Collected data

_ _ _

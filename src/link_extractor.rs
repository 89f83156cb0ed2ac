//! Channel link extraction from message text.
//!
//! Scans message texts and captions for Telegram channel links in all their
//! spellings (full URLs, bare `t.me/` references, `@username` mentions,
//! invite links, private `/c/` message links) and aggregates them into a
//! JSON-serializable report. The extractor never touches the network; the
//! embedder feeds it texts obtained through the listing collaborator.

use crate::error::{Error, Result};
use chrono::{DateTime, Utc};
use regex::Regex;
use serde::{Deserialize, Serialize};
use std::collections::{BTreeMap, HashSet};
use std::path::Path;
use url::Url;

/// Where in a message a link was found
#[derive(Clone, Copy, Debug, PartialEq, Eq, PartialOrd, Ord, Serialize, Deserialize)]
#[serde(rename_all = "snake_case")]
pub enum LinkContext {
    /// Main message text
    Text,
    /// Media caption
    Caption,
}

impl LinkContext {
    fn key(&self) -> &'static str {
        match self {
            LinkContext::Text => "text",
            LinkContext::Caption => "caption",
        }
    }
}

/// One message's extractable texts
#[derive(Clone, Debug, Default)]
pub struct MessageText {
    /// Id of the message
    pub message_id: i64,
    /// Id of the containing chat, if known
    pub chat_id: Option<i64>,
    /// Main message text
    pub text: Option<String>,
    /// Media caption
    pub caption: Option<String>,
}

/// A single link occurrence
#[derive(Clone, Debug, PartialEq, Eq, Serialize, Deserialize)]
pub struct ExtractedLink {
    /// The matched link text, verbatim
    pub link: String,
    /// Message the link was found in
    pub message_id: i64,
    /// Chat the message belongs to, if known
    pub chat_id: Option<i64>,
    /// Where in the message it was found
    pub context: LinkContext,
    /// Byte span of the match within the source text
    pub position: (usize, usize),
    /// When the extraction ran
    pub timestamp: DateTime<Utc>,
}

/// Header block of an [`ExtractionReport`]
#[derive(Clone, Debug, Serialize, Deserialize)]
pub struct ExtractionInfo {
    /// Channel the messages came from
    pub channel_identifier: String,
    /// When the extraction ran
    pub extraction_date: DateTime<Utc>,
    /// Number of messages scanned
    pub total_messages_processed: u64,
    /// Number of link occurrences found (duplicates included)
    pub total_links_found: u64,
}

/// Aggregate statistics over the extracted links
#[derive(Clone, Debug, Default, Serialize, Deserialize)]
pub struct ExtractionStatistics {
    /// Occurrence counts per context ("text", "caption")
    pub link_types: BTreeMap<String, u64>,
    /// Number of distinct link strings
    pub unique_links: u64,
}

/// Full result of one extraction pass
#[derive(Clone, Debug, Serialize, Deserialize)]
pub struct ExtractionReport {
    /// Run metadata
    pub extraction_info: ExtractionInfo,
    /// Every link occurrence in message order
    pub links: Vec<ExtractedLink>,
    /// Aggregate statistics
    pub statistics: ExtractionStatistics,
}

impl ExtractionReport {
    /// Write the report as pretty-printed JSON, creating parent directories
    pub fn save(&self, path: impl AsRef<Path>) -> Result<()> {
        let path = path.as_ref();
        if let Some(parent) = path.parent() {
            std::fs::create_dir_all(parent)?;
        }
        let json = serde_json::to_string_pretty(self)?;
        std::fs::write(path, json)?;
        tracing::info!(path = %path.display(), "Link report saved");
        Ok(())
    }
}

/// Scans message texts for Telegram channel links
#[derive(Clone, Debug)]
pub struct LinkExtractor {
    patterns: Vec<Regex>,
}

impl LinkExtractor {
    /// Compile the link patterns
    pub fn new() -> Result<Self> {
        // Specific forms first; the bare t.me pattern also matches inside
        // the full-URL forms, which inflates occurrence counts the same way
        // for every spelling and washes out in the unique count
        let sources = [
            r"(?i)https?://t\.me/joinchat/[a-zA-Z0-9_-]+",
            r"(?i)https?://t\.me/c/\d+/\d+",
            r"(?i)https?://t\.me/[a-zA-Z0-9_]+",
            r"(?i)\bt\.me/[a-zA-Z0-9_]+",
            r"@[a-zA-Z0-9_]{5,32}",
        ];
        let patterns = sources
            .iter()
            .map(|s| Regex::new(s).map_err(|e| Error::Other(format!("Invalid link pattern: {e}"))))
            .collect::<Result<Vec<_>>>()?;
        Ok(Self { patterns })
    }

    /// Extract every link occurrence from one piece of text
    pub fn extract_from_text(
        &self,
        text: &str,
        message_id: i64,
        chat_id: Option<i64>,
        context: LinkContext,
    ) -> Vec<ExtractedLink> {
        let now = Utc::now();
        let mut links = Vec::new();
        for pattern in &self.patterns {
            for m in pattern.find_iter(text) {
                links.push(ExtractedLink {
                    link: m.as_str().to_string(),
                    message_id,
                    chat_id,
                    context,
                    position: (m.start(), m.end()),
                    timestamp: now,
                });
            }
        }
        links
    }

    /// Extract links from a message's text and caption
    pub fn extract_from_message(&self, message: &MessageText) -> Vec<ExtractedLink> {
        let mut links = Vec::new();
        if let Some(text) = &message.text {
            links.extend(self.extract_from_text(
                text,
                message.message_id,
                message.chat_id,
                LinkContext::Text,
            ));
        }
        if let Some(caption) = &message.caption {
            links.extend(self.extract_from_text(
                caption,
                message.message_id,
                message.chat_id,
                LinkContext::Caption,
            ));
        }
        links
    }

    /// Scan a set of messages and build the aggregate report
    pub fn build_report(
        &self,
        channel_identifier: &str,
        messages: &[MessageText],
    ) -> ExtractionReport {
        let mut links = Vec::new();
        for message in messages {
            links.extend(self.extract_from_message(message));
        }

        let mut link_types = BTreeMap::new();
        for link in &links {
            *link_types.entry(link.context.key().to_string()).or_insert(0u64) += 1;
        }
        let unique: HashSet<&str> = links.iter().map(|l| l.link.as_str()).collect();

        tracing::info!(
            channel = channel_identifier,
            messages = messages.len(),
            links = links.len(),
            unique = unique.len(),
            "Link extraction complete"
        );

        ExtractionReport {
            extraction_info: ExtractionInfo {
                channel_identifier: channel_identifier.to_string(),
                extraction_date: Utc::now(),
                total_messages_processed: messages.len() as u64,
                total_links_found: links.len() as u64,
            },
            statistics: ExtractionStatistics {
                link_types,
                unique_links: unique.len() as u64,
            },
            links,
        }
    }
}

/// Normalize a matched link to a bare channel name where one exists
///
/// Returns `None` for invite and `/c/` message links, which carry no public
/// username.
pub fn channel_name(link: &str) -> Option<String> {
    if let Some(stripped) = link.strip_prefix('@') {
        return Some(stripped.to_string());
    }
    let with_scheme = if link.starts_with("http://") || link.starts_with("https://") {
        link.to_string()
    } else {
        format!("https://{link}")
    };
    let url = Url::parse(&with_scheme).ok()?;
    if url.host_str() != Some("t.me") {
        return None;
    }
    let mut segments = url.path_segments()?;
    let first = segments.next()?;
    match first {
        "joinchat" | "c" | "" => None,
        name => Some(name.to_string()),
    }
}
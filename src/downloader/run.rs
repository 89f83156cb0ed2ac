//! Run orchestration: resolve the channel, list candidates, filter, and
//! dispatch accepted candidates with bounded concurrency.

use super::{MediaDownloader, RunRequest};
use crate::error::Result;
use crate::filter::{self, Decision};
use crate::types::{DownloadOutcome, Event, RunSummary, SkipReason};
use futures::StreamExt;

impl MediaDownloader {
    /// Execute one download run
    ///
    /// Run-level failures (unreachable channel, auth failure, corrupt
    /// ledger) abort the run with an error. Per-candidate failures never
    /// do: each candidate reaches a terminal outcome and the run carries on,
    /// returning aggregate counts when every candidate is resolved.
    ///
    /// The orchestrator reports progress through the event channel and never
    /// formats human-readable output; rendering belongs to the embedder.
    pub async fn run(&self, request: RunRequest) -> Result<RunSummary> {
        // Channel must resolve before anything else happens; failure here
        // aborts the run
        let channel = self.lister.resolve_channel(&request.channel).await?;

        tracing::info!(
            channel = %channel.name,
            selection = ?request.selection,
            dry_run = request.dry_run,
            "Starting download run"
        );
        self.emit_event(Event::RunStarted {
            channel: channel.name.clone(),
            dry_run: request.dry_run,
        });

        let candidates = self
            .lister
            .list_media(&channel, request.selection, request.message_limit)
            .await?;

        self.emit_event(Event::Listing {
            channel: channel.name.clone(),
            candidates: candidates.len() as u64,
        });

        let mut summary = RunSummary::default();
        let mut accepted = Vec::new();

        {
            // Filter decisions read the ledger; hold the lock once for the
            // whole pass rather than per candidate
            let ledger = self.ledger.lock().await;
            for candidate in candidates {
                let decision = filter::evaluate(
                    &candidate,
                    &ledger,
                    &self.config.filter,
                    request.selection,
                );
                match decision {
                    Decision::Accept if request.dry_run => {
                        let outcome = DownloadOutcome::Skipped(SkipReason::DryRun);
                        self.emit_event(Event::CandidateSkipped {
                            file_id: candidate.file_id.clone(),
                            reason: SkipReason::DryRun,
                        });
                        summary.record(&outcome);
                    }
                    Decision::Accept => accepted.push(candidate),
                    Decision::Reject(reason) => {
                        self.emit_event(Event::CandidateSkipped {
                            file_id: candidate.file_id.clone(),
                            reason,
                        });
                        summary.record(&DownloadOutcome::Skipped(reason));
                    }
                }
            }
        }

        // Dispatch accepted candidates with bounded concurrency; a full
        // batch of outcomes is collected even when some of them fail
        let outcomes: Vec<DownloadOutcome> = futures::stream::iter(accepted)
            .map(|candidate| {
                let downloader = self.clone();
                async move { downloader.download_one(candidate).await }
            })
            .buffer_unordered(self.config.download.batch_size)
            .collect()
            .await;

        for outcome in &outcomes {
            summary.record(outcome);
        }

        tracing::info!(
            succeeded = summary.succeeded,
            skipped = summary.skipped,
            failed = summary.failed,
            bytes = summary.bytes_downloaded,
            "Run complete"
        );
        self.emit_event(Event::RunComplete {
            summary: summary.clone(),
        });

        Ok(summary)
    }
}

_ _ _

Aim of the task> The answer must be a single number: how many lines in the records above contain the word "ExtractionInfo".

Output> 3